▶ Try it: Each line below with the word "SnapshotFormat" needs to be copied.
BEGIN Data section
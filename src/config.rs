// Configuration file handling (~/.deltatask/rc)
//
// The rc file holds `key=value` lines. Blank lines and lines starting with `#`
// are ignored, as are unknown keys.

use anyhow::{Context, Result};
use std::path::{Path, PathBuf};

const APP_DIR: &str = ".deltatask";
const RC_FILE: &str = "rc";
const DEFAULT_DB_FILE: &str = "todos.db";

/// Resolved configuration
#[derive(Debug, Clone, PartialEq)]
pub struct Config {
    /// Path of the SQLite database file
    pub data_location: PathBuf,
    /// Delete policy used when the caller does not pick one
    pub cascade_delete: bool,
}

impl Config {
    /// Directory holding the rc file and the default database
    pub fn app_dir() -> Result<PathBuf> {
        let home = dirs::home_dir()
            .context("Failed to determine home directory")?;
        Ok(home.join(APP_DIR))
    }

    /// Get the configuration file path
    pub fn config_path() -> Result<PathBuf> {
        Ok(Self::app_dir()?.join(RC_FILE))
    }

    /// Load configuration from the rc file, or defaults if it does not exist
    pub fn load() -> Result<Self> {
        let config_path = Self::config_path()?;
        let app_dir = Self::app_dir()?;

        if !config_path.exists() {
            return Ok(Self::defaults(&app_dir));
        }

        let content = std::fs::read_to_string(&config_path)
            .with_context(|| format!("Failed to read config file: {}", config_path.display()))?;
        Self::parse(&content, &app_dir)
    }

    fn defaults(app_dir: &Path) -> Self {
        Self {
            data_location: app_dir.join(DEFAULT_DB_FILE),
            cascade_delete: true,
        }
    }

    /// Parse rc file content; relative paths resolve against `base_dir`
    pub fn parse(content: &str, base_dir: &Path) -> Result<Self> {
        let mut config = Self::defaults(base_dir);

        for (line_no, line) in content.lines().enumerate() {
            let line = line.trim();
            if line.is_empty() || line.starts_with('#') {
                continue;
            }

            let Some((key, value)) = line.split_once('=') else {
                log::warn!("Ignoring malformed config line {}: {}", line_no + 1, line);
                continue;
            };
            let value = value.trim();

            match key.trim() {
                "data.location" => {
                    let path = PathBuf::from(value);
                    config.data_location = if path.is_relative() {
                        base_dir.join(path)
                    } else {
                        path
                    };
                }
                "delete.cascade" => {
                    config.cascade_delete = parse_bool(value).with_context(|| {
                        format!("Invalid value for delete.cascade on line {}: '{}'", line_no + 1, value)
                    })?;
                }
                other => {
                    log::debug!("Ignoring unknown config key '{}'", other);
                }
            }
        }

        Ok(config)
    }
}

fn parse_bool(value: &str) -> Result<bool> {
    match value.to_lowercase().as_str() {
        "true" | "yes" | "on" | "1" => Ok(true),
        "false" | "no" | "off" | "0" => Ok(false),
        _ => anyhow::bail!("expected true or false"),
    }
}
END Data section
BEGIN Data section
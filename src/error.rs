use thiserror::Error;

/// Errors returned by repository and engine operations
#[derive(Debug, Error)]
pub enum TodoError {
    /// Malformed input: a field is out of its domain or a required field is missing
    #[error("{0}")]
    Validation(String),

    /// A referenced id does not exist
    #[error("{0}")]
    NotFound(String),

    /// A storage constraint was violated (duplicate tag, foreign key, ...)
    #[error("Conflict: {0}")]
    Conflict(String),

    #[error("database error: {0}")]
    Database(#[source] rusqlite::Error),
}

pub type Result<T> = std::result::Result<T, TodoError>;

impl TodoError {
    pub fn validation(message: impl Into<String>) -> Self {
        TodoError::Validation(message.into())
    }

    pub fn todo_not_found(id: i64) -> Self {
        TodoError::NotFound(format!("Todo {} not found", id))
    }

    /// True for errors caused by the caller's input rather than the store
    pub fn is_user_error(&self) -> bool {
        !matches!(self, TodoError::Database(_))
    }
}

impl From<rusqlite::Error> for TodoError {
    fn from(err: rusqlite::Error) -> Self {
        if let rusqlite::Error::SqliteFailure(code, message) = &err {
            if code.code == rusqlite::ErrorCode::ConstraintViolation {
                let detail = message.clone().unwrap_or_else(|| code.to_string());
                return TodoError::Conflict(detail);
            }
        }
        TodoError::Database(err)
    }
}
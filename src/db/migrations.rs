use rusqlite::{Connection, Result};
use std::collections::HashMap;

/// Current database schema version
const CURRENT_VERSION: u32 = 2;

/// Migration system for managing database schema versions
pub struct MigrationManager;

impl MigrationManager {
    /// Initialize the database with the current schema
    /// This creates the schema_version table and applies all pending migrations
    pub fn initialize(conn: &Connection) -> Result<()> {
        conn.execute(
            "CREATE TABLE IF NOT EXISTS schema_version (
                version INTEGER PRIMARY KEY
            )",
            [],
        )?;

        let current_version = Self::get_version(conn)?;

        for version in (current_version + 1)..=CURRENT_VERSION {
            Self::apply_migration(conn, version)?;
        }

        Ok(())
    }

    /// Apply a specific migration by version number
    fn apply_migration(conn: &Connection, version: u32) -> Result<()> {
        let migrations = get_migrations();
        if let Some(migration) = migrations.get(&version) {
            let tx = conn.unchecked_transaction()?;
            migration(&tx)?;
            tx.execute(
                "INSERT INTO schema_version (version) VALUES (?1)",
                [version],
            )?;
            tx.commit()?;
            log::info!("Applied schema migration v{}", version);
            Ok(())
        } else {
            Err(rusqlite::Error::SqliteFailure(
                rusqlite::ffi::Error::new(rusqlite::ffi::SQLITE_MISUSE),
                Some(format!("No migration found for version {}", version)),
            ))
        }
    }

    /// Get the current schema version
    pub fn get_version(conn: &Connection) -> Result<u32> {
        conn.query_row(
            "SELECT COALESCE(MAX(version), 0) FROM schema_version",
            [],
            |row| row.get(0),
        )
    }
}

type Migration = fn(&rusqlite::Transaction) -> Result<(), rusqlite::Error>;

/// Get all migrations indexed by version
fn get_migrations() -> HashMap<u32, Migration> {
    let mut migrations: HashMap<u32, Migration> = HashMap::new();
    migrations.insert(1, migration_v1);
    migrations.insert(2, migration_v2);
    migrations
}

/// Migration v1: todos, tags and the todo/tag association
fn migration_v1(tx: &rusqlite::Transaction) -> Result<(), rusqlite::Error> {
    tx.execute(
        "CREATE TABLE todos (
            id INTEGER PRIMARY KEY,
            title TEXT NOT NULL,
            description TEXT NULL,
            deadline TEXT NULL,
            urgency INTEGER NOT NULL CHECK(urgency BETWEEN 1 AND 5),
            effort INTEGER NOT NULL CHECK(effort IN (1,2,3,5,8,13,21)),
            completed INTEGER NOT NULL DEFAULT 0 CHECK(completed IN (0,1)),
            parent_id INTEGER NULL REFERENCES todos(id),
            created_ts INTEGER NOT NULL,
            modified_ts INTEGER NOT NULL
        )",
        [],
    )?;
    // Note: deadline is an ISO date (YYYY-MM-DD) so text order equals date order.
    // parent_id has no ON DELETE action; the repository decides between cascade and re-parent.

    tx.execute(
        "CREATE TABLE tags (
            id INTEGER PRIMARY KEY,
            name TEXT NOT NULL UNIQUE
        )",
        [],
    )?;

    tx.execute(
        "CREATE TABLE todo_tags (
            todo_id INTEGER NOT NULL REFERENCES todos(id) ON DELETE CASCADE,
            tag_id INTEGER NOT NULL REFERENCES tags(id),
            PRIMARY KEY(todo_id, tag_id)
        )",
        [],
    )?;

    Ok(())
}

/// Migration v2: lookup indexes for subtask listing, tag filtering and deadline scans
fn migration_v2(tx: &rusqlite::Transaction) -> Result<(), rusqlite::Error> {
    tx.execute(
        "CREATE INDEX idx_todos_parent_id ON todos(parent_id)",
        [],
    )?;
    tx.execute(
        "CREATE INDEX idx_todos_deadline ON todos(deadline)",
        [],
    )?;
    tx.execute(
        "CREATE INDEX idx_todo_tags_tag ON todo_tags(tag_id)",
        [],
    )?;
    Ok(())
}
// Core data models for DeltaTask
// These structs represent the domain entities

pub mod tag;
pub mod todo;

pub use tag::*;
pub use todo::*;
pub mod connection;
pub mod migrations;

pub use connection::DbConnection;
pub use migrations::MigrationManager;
END Data section
BEGIN Data section
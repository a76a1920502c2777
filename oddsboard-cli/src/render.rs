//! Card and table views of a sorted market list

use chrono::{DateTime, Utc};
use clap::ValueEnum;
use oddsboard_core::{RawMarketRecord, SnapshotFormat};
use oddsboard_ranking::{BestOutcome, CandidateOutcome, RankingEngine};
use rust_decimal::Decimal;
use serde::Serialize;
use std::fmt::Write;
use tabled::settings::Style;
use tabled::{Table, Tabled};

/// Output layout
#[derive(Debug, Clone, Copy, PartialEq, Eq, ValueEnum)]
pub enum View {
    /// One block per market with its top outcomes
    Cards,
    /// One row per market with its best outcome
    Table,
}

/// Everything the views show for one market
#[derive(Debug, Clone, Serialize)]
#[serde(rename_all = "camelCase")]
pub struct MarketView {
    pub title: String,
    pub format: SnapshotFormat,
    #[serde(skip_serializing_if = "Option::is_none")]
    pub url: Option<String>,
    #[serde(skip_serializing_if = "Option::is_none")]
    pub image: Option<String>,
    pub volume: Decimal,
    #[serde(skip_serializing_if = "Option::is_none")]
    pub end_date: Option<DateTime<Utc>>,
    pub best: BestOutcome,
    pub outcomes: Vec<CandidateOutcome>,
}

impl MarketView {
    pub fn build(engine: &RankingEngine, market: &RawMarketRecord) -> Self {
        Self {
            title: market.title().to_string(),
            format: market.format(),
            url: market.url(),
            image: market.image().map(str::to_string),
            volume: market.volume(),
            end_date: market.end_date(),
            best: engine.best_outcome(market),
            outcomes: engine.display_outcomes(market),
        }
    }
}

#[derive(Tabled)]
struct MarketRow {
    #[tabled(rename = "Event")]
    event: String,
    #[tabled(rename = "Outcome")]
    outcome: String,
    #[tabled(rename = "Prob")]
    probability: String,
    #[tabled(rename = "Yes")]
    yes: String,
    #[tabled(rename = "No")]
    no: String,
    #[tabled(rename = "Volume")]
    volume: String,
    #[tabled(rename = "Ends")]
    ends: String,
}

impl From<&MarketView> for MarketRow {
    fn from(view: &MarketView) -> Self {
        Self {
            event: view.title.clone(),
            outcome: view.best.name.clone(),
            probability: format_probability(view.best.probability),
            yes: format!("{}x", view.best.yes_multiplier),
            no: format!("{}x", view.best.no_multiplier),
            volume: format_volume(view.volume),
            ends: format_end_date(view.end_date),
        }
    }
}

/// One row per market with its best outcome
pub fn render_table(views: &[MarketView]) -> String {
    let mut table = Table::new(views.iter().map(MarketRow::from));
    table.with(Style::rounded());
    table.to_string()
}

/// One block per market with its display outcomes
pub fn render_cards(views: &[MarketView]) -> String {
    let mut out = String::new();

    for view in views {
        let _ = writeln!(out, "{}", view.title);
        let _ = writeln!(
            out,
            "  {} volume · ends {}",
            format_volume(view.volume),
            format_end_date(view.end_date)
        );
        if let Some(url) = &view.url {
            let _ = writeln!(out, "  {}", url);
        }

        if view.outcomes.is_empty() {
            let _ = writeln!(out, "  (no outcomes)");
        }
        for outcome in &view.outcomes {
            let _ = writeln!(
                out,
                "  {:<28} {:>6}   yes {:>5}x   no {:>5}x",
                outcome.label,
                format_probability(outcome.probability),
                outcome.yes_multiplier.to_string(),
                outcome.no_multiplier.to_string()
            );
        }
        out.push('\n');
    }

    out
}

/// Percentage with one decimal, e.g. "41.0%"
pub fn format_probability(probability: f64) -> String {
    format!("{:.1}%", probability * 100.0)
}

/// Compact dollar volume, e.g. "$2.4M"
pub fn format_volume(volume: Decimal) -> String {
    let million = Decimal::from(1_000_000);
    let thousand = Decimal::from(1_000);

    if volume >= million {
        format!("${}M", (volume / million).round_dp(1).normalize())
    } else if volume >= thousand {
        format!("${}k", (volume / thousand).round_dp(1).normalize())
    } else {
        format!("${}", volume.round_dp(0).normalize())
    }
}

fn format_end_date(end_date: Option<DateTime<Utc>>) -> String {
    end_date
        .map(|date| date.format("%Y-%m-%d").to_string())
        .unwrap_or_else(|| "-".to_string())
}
END Data section
▶ Answer section:
use oddsboard_core::{RawMarketRecord, SnapshotFormat};
    pub format: SnapshotFormat,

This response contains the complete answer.